A new study published in the well-known journal Scientific Reports sheds light on some ancient habits of civilizations belonging to the Bronze Age and in particular on their use of… hallucinogens.
After seeing laudanum which was the drug of choice in the Victorian era, a new analysis coordinated by the Spanish University of Valladolid has examined the artifacts found in the cave of the Cart in Menorca. It is a place that appears to have been first occupied about 3,600 years ago and that inside it contains a chamber used up to 2,800 years ago for funerary burials.
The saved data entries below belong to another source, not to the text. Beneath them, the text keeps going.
use super::*;

#[test]
fn check_image_accepts_images_up_to_limit() {
    assert_eq!(check_image("image/png", 1024.0), Ok(()));
    assert_eq!(check_image("image/webp", MAX_IMAGE_BYTES), Ok(()));
}

#[test]
fn check_image_rejects_other_types() {
    assert_eq!(check_image("application/pdf", 10.0), Err("Please upload an image file"));
    assert_eq!(check_image("", 10.0), Err("Please upload an image file"));
}

#[test]
fn check_image_rejects_large_files() {
    assert_eq!(
        check_image("image/jpeg", MAX_IMAGE_BYTES + 1.0),
        Err("Image size should be less than 5MB")
    );
}
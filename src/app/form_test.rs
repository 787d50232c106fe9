use super::*;
use crate::app::backend::ProjectId;

fn stored_project() -> Project {
    Project {
        id: ProjectId::new("p-9"),
        title: "Recipe Box".to_string(),
        kind: ProjectType::Mobile,
        description: "Save recipes".to_string(),
        images: vec!["https:&#x2F;&#x2F;cdn.example.com&#x2F;cover.png".to_string()],
        tech_stack: vec!["Kotlin".to_string()],
        features: Vec::new(),
        video_url: Some("https:&#x2F;&#x2F;youtu.be&#x2F;x?a=1&amp;b=2".to_string()),
        download_url: None,
        live_url: Some("https://recipes.example.com".to_string()),
        status: ProjectStatus::Published,
    }
}

#[test]
fn default_draft_has_one_empty_row_per_list() {
    let draft = ProjectDraft::default();
    assert_eq!(draft.features, vec![String::new()]);
    assert_eq!(draft.tech_stack, vec![String::new()]);
    assert_eq!(draft.kind, ProjectType::Web);
    assert_eq!(draft.status, ProjectStatus::Draft);
}

#[test]
fn from_project_decodes_escaped_urls() {
    let draft = ProjectDraft::from_project(&stored_project());
    assert_eq!(draft.image, "https://cdn.example.com/cover.png");
    assert_eq!(draft.video_url, "https://youtu.be/x?a=1&b=2");
    assert_eq!(draft.download_url, "");
    assert_eq!(draft.live_url, "https://recipes.example.com");
    assert_eq!(draft.features, vec![String::new()]);
    assert_eq!(draft.tech_stack, vec!["Kotlin".to_string()]);
    assert_eq!(draft.status, ProjectStatus::Published);
}

#[test]
fn decode_html_entities_handles_all_known_entities() {
    assert_eq!(
        decode_html_entities("&lt;a href=&quot;&#x2F;x&quot;&gt;it&#x27;s&lt;&#x2F;a&gt;"),
        "<a href=\"/x\">it's</a>"
    );
    assert_eq!(decode_html_entities("plain"), "plain");
}

#[test]
fn to_payload_strips_blank_rows() {
    let mut draft = ProjectDraft::default();
    draft.title = "Site".to_string();
    draft.tech_stack = vec!["Rust".to_string(), "   ".to_string(), String::new(), "Leptos".to_string()];
    draft.features = vec![String::new()];
    draft.image = "https://cdn.example.com/a.png".to_string();

    let payload = draft.to_payload();
    assert_eq!(payload.tech_stack, vec!["Rust", "Leptos"]);
    assert!(payload.features.is_empty());
    assert_eq!(payload.images, vec!["https://cdn.example.com/a.png"]);
}

#[test]
fn to_payload_without_image_sends_no_images() {
    assert!(ProjectDraft::default().to_payload().images.is_empty());
}

#[test]
fn row_operations_keep_at_least_one_row() {
    let mut draft = ProjectDraft::default();
    draft.set_row(ListField::Features, 0, "Dark mode".to_string());
    draft.add_row(ListField::Features);
    draft.set_row(ListField::Features, 1, "Sync".to_string());
    assert_eq!(draft.rows(ListField::Features), ["Dark mode", "Sync"]);

    draft.remove_row(ListField::Features, 0);
    assert_eq!(draft.rows(ListField::Features), ["Sync"]);

    draft.remove_row(ListField::Features, 0);
    assert_eq!(draft.rows(ListField::Features), ["Sync"]);

    draft.set_row(ListField::TechStack, 5, "ignored".to_string());
    assert_eq!(draft.rows(ListField::TechStack), [""]);
}

#[test]
fn validate_requires_title_and_description() {
    let mut draft = ProjectDraft::default();
    assert_eq!(draft.validate(), Err("Project title is required"));

    draft.title = "Site".to_string();
    assert_eq!(draft.validate(), Err("Project description is required"));

    draft.description = "A site".to_string();
    assert_eq!(draft.validate(), Ok(()));
}
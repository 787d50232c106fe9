//! Editable state behind the project form.

use super::backend::{Project, ProjectPayload, ProjectStatus, ProjectType};

/// Which dynamic list a row operation targets.
#[derive(Debug, Clone, Copy, PartialEq, Eq)]
pub enum ListField {
    TechStack,
    Features,
}

impl ListField {
    pub fn label(self) -> &'static str {
        match self {
            ListField::TechStack => "Tech",
            ListField::Features => "Feature",
        }
    }
}

#[derive(Debug, Clone, PartialEq)]
pub struct ProjectDraft {
    pub title: String,
    pub kind: ProjectType,
    pub description: String,
    pub features: Vec<String>,
    pub tech_stack: Vec<String>,
    pub image: String,
    pub video_url: String,
    pub download_url: String,
    pub live_url: String,
    pub status: ProjectStatus,
}

impl Default for ProjectDraft {
    fn default() -> Self {
        Self {
            title: String::new(),
            kind: ProjectType::Web,
            description: String::new(),
            features: vec![String::new()],
            tech_stack: vec![String::new()],
            image: String::new(),
            video_url: String::new(),
            download_url: String::new(),
            live_url: String::new(),
            status: ProjectStatus::Draft,
        }
    }
}

impl ProjectDraft {
    /// Seeds the form from a stored project. Stored URLs may come back
    /// entity-escaped, so they are decoded here.
    pub fn from_project(project: &Project) -> Self {
        let url = |value: &Option<String>| value.as_deref().map(decode_html_entities).unwrap_or_default();
        let rows = |values: &[String]| {
            if values.is_empty() {
                vec![String::new()]
            } else {
                values.to_vec()
            }
        };

        Self {
            title: project.title.clone(),
            kind: project.kind,
            description: project.description.clone(),
            features: rows(&project.features),
            tech_stack: rows(&project.tech_stack),
            image: project.cover_image().map(decode_html_entities).unwrap_or_default(),
            video_url: url(&project.video_url),
            download_url: url(&project.download_url),
            live_url: url(&project.live_url),
            status: project.status,
        }
    }

    pub fn rows(&self, field: ListField) -> &[String] {
        match field {
            ListField::TechStack => &self.tech_stack,
            ListField::Features => &self.features,
        }
    }

    fn rows_mut(&mut self, field: ListField) -> &mut Vec<String> {
        match field {
            ListField::TechStack => &mut self.tech_stack,
            ListField::Features => &mut self.features,
        }
    }

    pub fn set_row(&mut self, field: ListField, index: usize, value: String) {
        if let Some(row) = self.rows_mut(field).get_mut(index) {
            *row = value;
        }
    }

    pub fn add_row(&mut self, field: ListField) {
        self.rows_mut(field).push(String::new());
    }

    /// Removes a row unless it is the last one left.
    pub fn remove_row(&mut self, field: ListField, index: usize) {
        let rows = self.rows_mut(field);
        if rows.len() > 1 && index < rows.len() {
            rows.remove(index);
        }
    }

    /// Title and description are required; returns the first missing one.
    pub fn validate(&self) -> Result<(), &'static str> {
        if self.title.trim().is_empty() {
            return Err("Project title is required");
        }
        if self.description.trim().is_empty() {
            return Err("Project description is required");
        }
        Ok(())
    }

    /// Request body with blank list rows dropped.
    pub fn to_payload(&self) -> ProjectPayload {
        let filled = |values: &[String]| {
            values
                .iter()
                .filter(|v| !v.trim().is_empty())
                .cloned()
                .collect::<Vec<_>>()
        };

        ProjectPayload {
            title: self.title.clone(),
            kind: self.kind,
            description: self.description.clone(),
            features: filled(&self.features),
            tech_stack: filled(&self.tech_stack),
            images: if self.image.is_empty() {
                Vec::new()
            } else {
                vec![self.image.clone()]
            },
            video_url: self.video_url.clone(),
            download_url: self.download_url.clone(),
            live_url: self.live_url.clone(),
            status: self.status,
        }
    }
}

const ENTITIES: [(&str, &str); 6] = [
    ("&#x2F;", "/"),
    ("&amp;", "&"),
    ("&quot;", "\""),
    ("&#x27;", "'"),
    ("&lt;", "<"),
    ("&gt;", ">"),
];

/// Undoes the HTML escaping some backends apply to stored strings.
pub fn decode_html_entities(value: &str) -> String {
    ENTITIES
        .iter()
        .fold(value.to_string(), |acc, (entity, plain)| acc.replace(entity, plain))
}

#[cfg(test)]
#[path = "form_test.rs"]
mod form_test;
Up to here, you will think “nothing in particular”, since what has aroused wonder among the experts resides precisely in a second chamber, sealed and located deeper in the cave. It is precisely in this place that wooden containers have been discovered and horns decorated with concentric circles holding locks of red-dyed hair taken from some of the buried individuals.
The research team, using various techniques, has surprisingly identified the presence of alkaloids such as atropine, scopolamine and ephedrine in the locks. While the first two can induce hallucinations, delirium and impaired sensory perception, ephedrine can even enhance arousal and physical activity. We are talking specifically about substances that are easy to find because they are present in nature, in some plants.
Apparently therefore, in addition to eating giant snails over 100,000 years ago, already 3,000 years ago some populations were use of these drugs and specifically of hallucinogensmost likely during some ritual considered sacred.